Never Too Late!

Never Too Late!
any resemblance to anyone real or imaginary is mere bad luck
we are all lying in the gutter, but some of us are trying to get up

29.1.10

A short visit to Hindustan

After four days of living in train stations, airports, sleeping in luggage racks entwined with sudra labourers from deepest Bihar, living on guavas with salt and chilli pepper, popping hypnotics at an alarming rate which I don't realise until I see the empty cards in the side pocket of my bag - because I feel a nagging sense of unwellness, an unhealthy sweat, and I have left behind someone I love - and because of course Benares has its silks, and its temples, and its ancient pilgrims waiting to die by the sacred river, and of course it still has its prostitutes - and its powder unlimited too, and I am weak and sweating out opiate metabolites. Maybe to you in a holy city you must be holy, but here everything you do is holy by definition.
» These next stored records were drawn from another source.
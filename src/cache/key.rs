//! Normalized request identity used as the cache key.

use sha2::{Digest, Sha256};
use url::Url;

use crate::http::{header, Method};

/// Cache key for a read request: method, normalized URL and a digest of the
/// headers that change the representation.
///
/// The readable `METHOD URL` part always comes first so that a whole resource
/// family can be evicted by key prefix.
#[derive(Debug, Clone, PartialEq, Eq, Hash)]
pub struct RequestKey(String);

impl RequestKey {
  pub fn new(method: &Method, url: &Url, headers: &[(String, String)], relevant: &[String]) -> Self {
    let mut key = url_prefix(method, url);

    let vary: Vec<String> = relevant
      .iter()
      .filter_map(|name| {
        header(headers, name).map(|v| format!("{}={}", name.to_ascii_lowercase(), v.trim()))
      })
      .collect();

    if !vary.is_empty() {
      // Truncated SHA256 keeps keys short and stable
      let mut hasher = Sha256::new();
      hasher.update(vary.join("\n").as_bytes());
      let digest = hex::encode(hasher.finalize());
      key.push_str(" #");
      key.push_str(&digest[..16]);
    }

    Self(key)
  }

  /// Key for a request without relevant headers.
  pub fn plain(method: &Method, url: &Url) -> Self {
    Self(url_prefix(method, url))
  }

  pub fn as_str(&self) -> &str {
    &self.0
  }
}

impl std::fmt::Display for RequestKey {
  fn fmt(&self, f: &mut std::fmt::Formatter<'_>) -> std::fmt::Result {
    f.write_str(&self.0)
  }
}

/// `METHOD URL` with the fragment stripped. Scheme and host are already
/// lowercased and default ports removed by `Url` parsing.
pub fn url_prefix(method: &Method, url: &Url) -> String {
  let mut url = url.clone();
  url.set_fragment(None);
  format!("{} {}", method.as_str().to_ascii_uppercase(), url)
}

#[cfg(test)]
mod tests {
  use super::*;

  fn url(s: &str) -> Url {
    Url::parse(s).unwrap()
  }

  #[test]
  fn test_normalizes_url() {
    let a = RequestKey::plain(&Method::GET, &url("HTTPS://API.Example.com:443/rest/checklists#top"));
    let b = RequestKey::plain(&Method::GET, &url("https://api.example.com/rest/checklists"));
    assert_eq!(a, b);
    assert_eq!(a.as_str(), "GET https://api.example.com/rest/checklists");
  }

  #[test]
  fn test_relevant_headers_change_key() {
    let relevant = vec!["accept".to_string()];
    let u = url("https://api.example.com/rest/shots");

    let json = RequestKey::new(
      &Method::GET,
      &u,
      &[("Accept".to_string(), "application/json".to_string())],
      &relevant,
    );
    let csv = RequestKey::new(
      &Method::GET,
      &u,
      &[("accept".to_string(), "text/csv".to_string())],
      &relevant,
    );
    let irrelevant = RequestKey::new(
      &Method::GET,
      &u,
      &[("x-trace".to_string(), "1".to_string())],
      &relevant,
    );

    assert_ne!(json, csv);
    assert_eq!(irrelevant, RequestKey::plain(&Method::GET, &u));
    assert!(json.as_str().starts_with("GET https://api.example.com/rest/shots #"));
  }
}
After a tour of the alien south, I am finally back in Hindi country, and it feels good to know that even after ten years, I am no longer completely an uncomprehending stranger in a strange land - fellow travellers either undeservedly congratulate or rib me for my lurching heavily urdu-leaning hindi. By the second day in the train I feel the air getting hot heavy and wet with the air of the Arabian sea and know Bombay is near. Arrive, instantly engulfed and swallowed by the lunatic city, a giant pulsating pululating creature, a local train ride is like a particularly harsh full-body massage, and here there is the new generation too, sultry Indian college girls and neon lights of bars and clubs winking seductively.

Half-sleep, wake intermittently from disquieting dreams, in an airport that is too freezingly air-conditioned. And then it is into the tunnel of steel, first past the sandbagged emplacements outside the departure terminals and then surrender to the processing and rendering and petty humiliation we are subjected to these days for the privilege to fly. The plane is full of dark Dravidians speaking south Indian languages going to their servile jobs in the Gulf, the occasional Pakistani, an English convert to Islam.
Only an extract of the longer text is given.